### Goal of the exercise
Look through the data below and extract, unchanged, the lines from the one that contains "don't support them" to the one that contains "pub static FOLDER: Emoji<'_, '_>", both included.

### Task inputs
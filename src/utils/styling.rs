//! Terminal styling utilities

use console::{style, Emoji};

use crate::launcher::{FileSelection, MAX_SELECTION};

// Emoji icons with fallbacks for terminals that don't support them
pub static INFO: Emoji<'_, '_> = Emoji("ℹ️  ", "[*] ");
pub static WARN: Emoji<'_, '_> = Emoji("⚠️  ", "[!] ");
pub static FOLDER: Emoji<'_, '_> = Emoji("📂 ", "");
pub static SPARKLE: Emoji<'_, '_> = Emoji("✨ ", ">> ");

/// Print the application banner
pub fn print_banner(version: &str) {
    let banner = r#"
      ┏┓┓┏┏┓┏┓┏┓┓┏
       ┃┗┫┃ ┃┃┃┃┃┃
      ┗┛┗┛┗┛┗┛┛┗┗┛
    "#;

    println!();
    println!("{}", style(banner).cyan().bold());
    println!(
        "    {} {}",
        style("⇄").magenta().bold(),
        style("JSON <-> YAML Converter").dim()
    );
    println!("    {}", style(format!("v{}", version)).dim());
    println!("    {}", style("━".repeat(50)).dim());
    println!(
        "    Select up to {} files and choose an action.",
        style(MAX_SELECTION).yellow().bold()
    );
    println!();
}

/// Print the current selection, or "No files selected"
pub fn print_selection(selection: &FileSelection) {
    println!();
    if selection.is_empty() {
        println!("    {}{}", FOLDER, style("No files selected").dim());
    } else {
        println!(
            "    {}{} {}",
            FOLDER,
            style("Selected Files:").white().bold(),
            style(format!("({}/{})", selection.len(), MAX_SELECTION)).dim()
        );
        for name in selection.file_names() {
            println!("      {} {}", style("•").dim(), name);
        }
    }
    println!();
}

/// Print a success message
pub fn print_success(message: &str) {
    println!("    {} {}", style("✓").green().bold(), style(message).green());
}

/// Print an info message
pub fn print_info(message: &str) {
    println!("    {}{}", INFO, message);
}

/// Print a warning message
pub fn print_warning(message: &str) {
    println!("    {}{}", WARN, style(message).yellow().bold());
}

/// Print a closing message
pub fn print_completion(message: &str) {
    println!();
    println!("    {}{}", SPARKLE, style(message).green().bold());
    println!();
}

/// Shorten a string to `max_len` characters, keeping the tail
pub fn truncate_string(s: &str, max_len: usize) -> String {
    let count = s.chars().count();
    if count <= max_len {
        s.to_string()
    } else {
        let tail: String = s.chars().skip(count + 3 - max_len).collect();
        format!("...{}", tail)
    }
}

### Response to this exercise
// Emoji icons with fallbacks for terminals that don't support them
pub static INFO: Emoji<'_, '_> = Emoji("ℹ️  ", "[*] ");
pub static WARN: Emoji<'_, '_> = Emoji("⚠️  ", "[!] ");
pub static FOLDER: Emoji<'_, '_> = Emoji("📂 ", "");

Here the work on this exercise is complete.